Nesta Helen Webster

World Revolution: The Plot Against Civilization (1921)

World Revolution: The Plot Against Civilization (1921) by Nesta Helen Webster

Nesta Helen Webster (Mrs. Arthur Webster), (1876 – 1960) was a controversial author who revived conspiracy theories about the Illuminati. She argued that the secret society's members were occultists, plotting communist world domination. According to her, their international subversion included the French Revolution, 1848 Revolution, the First World War, and the Bolshevik Revolution of 1917.

The widespread revolutionary movement of the past two centuries has been delineated and traced to its source in this exhaustive study. Dominated always by a few radical leaders, this has been spread throughout the world through the medium of secret societies. Each effort at revolution since 1780 has been definitely fitted into its place in this continuing conspiracy against civilization. Syndicalism, Socialism, Communism, Bolshevism, all are shown to trace their descent and derive their maxims from the Illuminism of the eighteenth century.

The doctrine the book seeks to establish is that a world conspiracy for bringing about the destruction of civilisation was conceived by one Adam Weishaupt, who founded a secret sect of ‘ Illuminates ’ in 1776, sent emissaries to France to indoctrinate the lodges of the Grand Orient, and finally, through their instrumentality, precipitated the Great Revolution.
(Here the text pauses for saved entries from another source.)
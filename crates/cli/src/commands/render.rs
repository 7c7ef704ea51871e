//! `contextloom render`: Render a JSON state snapshot.
//!
//! Snapshot layout:
//!
//! ```json
//! {
//!   "main_context": "chan-1",
//!   "outputs": [{ "type": "reply", "required": true }],
//!   "actions": [{
//!     "name": "search",
//!     "schema": { "raw": { "fields": { "q": { "type": "string" } } } }
//!   }],
//!   "contexts": [{
//!     "id": "chan-1", "key": "general", "type": "channel",
//!     "description": "...", "instructions": ["..."], "content": "...",
//!     "max_working_memory_size": 10,
//!     "sub_contexts": []
//!   }],
//!   "working_memory": [{ "kind": "thought", "content": "...", "timestamp": "..." }],
//!   "logs": [{ "kind": "input", "type": "chat", "data": "hi" }]
//! }
//! ```
//!
//! Context fragments in a snapshot are static. Log entries and
//! working-memory records are decoded through the kind guard.

use contextloom_config::LoomConfig;
use contextloom_core::{
    ActionDecl, ContextDescriptor, ContextState, LogEntry, LogRecord, Node, OutputInterface, Text,
    WorkingMemory,
};
use contextloom_render::{Document, FormatOptions, Formatter};
use serde::Deserialize;
use serde_json::Value;
use std::path::Path;
use std::sync::Arc;
use tracing::debug;

#[derive(Debug, Deserialize)]
pub struct Snapshot {
    #[serde(default)]
    pub main_context: Option<String>,
    #[serde(default)]
    pub outputs: Vec<OutputInterface>,
    #[serde(default)]
    pub actions: Vec<ActionDecl>,
    #[serde(default)]
    pub contexts: Vec<SnapshotContext>,
    #[serde(default)]
    pub working_memory: Vec<Value>,
    #[serde(default)]
    pub logs: Vec<Value>,
}

/// A context instance with static fragments.
#[derive(Debug, Deserialize)]
pub struct SnapshotContext {
    pub id: String,
    pub key: String,
    #[serde(rename = "type")]
    pub kind: String,
    #[serde(default)]
    pub description: Option<Text>,
    #[serde(default)]
    pub instructions: Option<Text>,
    /// Body text; a list renders one line per item.
    #[serde(default)]
    pub content: Option<Text>,
    #[serde(default)]
    pub max_working_memory_size: Option<usize>,
    #[serde(default)]
    pub args: Value,
    #[serde(default)]
    pub sub_contexts: Vec<SnapshotContext>,
}

impl SnapshotContext {
    /// Build the runtime state. Context IDs must be non-empty so that an
    /// absent main context never matches anything.
    fn into_state(self) -> Result<ContextState, String> {
        if self.id.is_empty() {
            return Err(format!("Context '{}' has an empty id", self.key));
        }

        let mut descriptor = ContextDescriptor::new(self.kind);
        if let Some(description) = self.description {
            descriptor = descriptor.with_description(description);
        }
        if let Some(instructions) = self.instructions {
            descriptor = descriptor.with_instructions(instructions);
        }
        if let Some(content) = self.content {
            let nodes = match content {
                Text::One(text) => vec![Node::Text(text)],
                Text::Lines(lines) => lines.into_iter().map(Node::Text).collect(),
            };
            descriptor = descriptor.with_render(nodes);
        }
        if let Some(size) = self.max_working_memory_size {
            descriptor = descriptor.with_max_working_memory_size(size);
        }

        let mut state =
            ContextState::new(self.id, self.key, Arc::new(descriptor)).with_args(self.args);
        for sub in self.sub_contexts {
            state = state.with_sub_context(sub.into_state()?);
        }
        Ok(state)
    }
}

pub fn run(
    config: &LoomConfig,
    snapshot_path: &Path,
    main_context: Option<String>,
) -> Result<(), Box<dyn std::error::Error>> {
    let content = std::fs::read_to_string(snapshot_path)
        .map_err(|e| format!("Failed to read snapshot {}: {e}", snapshot_path.display()))?;
    let snapshot: Snapshot = serde_json::from_str(&content)?;

    let document = render_snapshot(snapshot, main_context, format_options(config))?;
    println!("{document}");
    Ok(())
}

pub fn format_options(config: &LoomConfig) -> FormatOptions {
    FormatOptions {
        fallback_working_memory_size: config.render.fallback_working_memory_size,
        schema_root_names: config.render.schema_root_names,
    }
}

/// Render a snapshot into its prompt document. `main_context` takes
/// precedence over the snapshot's own main context ID.
pub fn render_snapshot(
    snapshot: Snapshot,
    main_context: Option<String>,
    options: FormatOptions,
) -> Result<String, Box<dyn std::error::Error>> {
    let main_context_id = main_context.or(snapshot.main_context);

    let roots: Vec<ContextState> = snapshot
        .contexts
        .into_iter()
        .map(SnapshotContext::into_state)
        .collect::<Result<_, _>>()?;
    let contexts: Vec<ContextState> = roots
        .iter()
        .flat_map(ContextState::walk)
        .cloned()
        .collect();

    let mut working_memory = WorkingMemory::new();
    for value in snapshot.working_memory {
        working_memory.push(LogRecord::from_value(value)?);
    }
    let logs = snapshot
        .logs
        .into_iter()
        .map(LogEntry::from_value)
        .collect::<Result<Vec<_>, _>>()?;

    debug!(
        main_context = ?main_context_id,
        contexts = contexts.len(),
        working_memory = working_memory.len(),
        "Rendering snapshot"
    );

    let formatter = Formatter::new(options);
    let document = formatter.document(&Document {
        outputs: &snapshot.outputs,
        actions: &snapshot.actions,
        // Context ids are non-empty, so "" matches nothing.
        main_context_id: main_context_id.as_deref().unwrap_or_default(),
        contexts: &contexts,
        working_memory: &working_memory,
        logs: &logs,
    })?;
    Ok(document)
}

#[cfg(test)]
mod tests {
    use super::*;
    use serde_json::json;

    fn snapshot() -> Snapshot {
        serde_json::from_value(json!({
            "main_context": "chan",
            "outputs": [{ "type": "reply", "required": true }],
            "actions": [{
                "name": "search",
                "description": "web search",
                "schema": { "raw": { "fields": { "q": { "type": "string" } } } }
            }],
            "contexts": [{
                "id": "srv",
                "key": "guild",
                "type": "server",
                "description": "A server",
                "sub_contexts": [{
                    "id": "chan",
                    "key": "general",
                    "type": "channel",
                    "instructions": ["Be brief.", "Be kind."],
                    "content": "Topic: rust"
                }]
            }],
            "working_memory": [
                { "kind": "thought", "content": "second", "timestamp": "2024-01-01T00:00:02Z" },
                {
                    "kind": "thought",
                    "content": "first",
                    "timestamp": "2024-01-01T00:00:01Z",
                    "processed": true
                }
            ],
            "logs": [{
                "kind": "input",
                "type": "chat",
                "data": "hello",
                "params": { "user": "kim" }
            }]
        }))
        .unwrap()
    }

    #[test]
    fn snapshot_renders_full_document() {
        let text = render_snapshot(snapshot(), None, FormatOptions::default()).unwrap();
        let expected_contexts = concat!(
            "<context type=\"server\" key=\"guild\"><description>A server</description></context>\n",
            "<context type=\"channel\" key=\"general\">\n",
            "<instructions>\nBe brief.\nBe kind.\n</instructions>\n",
            "Topic: rust\n",
            "<working-memory>\n<reasoning>first</reasoning>\n<reasoning>second</reasoning>\n</working-memory>\n",
            "</context>"
        );

        assert!(text.starts_with(
            "<output name=\"reply\" required=\"true\" />\n<action name=\"search\">"
        ));
        assert!(text.contains(expected_contexts));
        assert!(text.ends_with("<msg user=\"kim\" role=\"user\">hello</msg>"));
    }

    #[test]
    fn main_context_flag_overrides_snapshot() {
        let text =
            render_snapshot(snapshot(), Some("srv".into()), FormatOptions::default()).unwrap();
        assert!(text.contains("<description>A server</description>\n<working-memory>"));
    }

    #[test]
    fn no_main_context_renders_without_working_memory() {
        let mut snap = snapshot();
        snap.main_context = None;
        let text = render_snapshot(snap, None, FormatOptions::default()).unwrap();
        assert!(!text.contains("<working-memory>"));
    }

    #[test]
    fn empty_context_id_is_rejected() {
        let mut snap = snapshot();
        snap.main_context = None;
        snap.contexts[0].sub_contexts[0].id = String::new();
        let err = render_snapshot(snap, None, FormatOptions::default()).unwrap_err();
        assert!(err.to_string().contains("Context 'general' has an empty id"));
    }

    #[test]
    fn fallback_size_comes_from_options() {
        let options = FormatOptions {
            fallback_working_memory_size: Some(1),
            ..FormatOptions::default()
        };
        let text = render_snapshot(snapshot(), None, options).unwrap();
        assert!(text.contains("<working-memory><reasoning>second</reasoning></working-memory>"));
    }

    #[test]
    fn unknown_log_kind_is_rejected() {
        let mut snap = snapshot();
        snap.logs.push(json!({ "kind": "telepathy", "data": "?" }));
        let err = render_snapshot(snap, None, FormatOptions::default()).unwrap_err();
        assert!(err.to_string().contains("invalid log entry"));
    }

    #[test]
    fn options_follow_config() {
        let mut config = LoomConfig::default();
        config.render.fallback_working_memory_size = Some(5);
        config.render.schema_root_names = false;
        let options = format_options(&config);
        assert_eq!(options.fallback_working_memory_size, Some(5));
        assert!(!options.schema_root_names);
    }
}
Further, the sect is said to have manifested its power in the activities of Babeuf and the founders of the ‘Tugendbund,’ and to number Saint Simon, Fourier, Robert Owen, the leaders of 1848, Lassalle, Marx, Bakunin, the Nihilists and Bolshevists among its servants.

Webster writes:

‘For the last hundred and forty-five years the fire of revolution has smouldered steadily beneath the ancient structure of civilisation, and already at moments has burst out into flame, threatening to destroy to its very foundations that social edifice which eighteen centuries have been spent in constructing.’

Mrs Webster, having steeped herself in the writing of Barruel, Deschamps, and Robison, has come to believe in the existence of an ‘occult force, terrible, unchanging, relentless, and wholly destructive, which constitutes the greatest menace that has ever confronted the human race.’
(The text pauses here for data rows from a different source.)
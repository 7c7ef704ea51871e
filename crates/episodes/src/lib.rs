//! Episodic memory and training-data export for ContextLoom.
//!
//! After a run, the agent's thoughts, actions and results are condensed
//! into an [`Episode`] by an [`EpisodeSummarizer`]. Episodes double as
//! fine-tuning material: each one yields a prompt/completion
//! [`TrainingPair`] stored as JSON lines.

pub mod episode;
pub mod error;
pub mod training;

pub use episode::{
    CreateEpisodeOptions, Episode, EpisodeRequest, EpisodeSummarizer, EpisodicSummary,
    TrainingPair, create_episode,
};
pub use error::{EpisodeError, Result};
pub use training::{TrainingDataFile, export_episodes};
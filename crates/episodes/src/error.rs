//! Error types for episode creation and training-data persistence.

use contextloom_core::BoxError;
use std::path::PathBuf;
use thiserror::Error;

#[derive(Debug, Error)]
pub enum EpisodeError {
    #[error("Episode summarizer failed: {0}")]
    Summarizer(#[source] BoxError),

    #[error("Training data I/O failed at {path}: {source}")]
    Io {
        path: PathBuf,
        #[source]
        source: std::io::Error,
    },

    #[error("Serialization error: {0}")]
    Serialization(#[from] serde_json::Error),
}

impl EpisodeError {
    /// Wrap an error raised by an [`EpisodeSummarizer`](crate::EpisodeSummarizer).
    pub fn summarizer(err: impl Into<BoxError>) -> Self {
        Self::Summarizer(err.into())
    }

    pub(crate) fn io(path: impl Into<PathBuf>, source: std::io::Error) -> Self {
        Self::Io {
            path: path.into(),
            source,
        }
    }
}

pub type Result<T> = std::result::Result<T, EpisodeError>;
The ‘light of Illuminism’ shows us, as Mrs Webster quotes with approval from a Catholic prelate, ‘deadly Illuminated Freemasonry’ as ‘ part of the system of revolutionary fraud invented and cast upon earth by Satan to compass the ruin of souls and the destruction of the reign of Jesus Christ'. In the same light Christianity appears to her as ‘a beleaguered citadel surrounded by the dark forces which have mustered for the supreme onslaught’. The real protagonists, therefore, we must assume to be Christianity and Atheism, or Christianity and Satanism. Mrs Webster, however, encourages us to think that, ‘if the people of our country will but realise the diabolical nature of the conspiracy at work amongst them, the powers of Hell cannot prevail against them.’ The theory supported by Mrs Webster makes of the world and of contemporary life an exciting battle-ground.

In a chapter entitled ‘The Growth of Socialism,’ under a sub-title headed ‘ The Philosophers,’ Mrs Webster deals in true modern propagandist fashion with Owen, Saint Simon, Marx, and others. She holds and sets out to prove that they are all part of the same story, and that the main ideas have descended in unbroken sequence from Weishaupt's Illuminati through the various revolutionary groups and agencies that have taken up the task of destroying civilization during the last 140 years.

Mrs Webster goes to history in search of ‘conspiracy’; and it must be admitted that she, like every other person who diligently looks for some particular thing in history, finds what she seeks.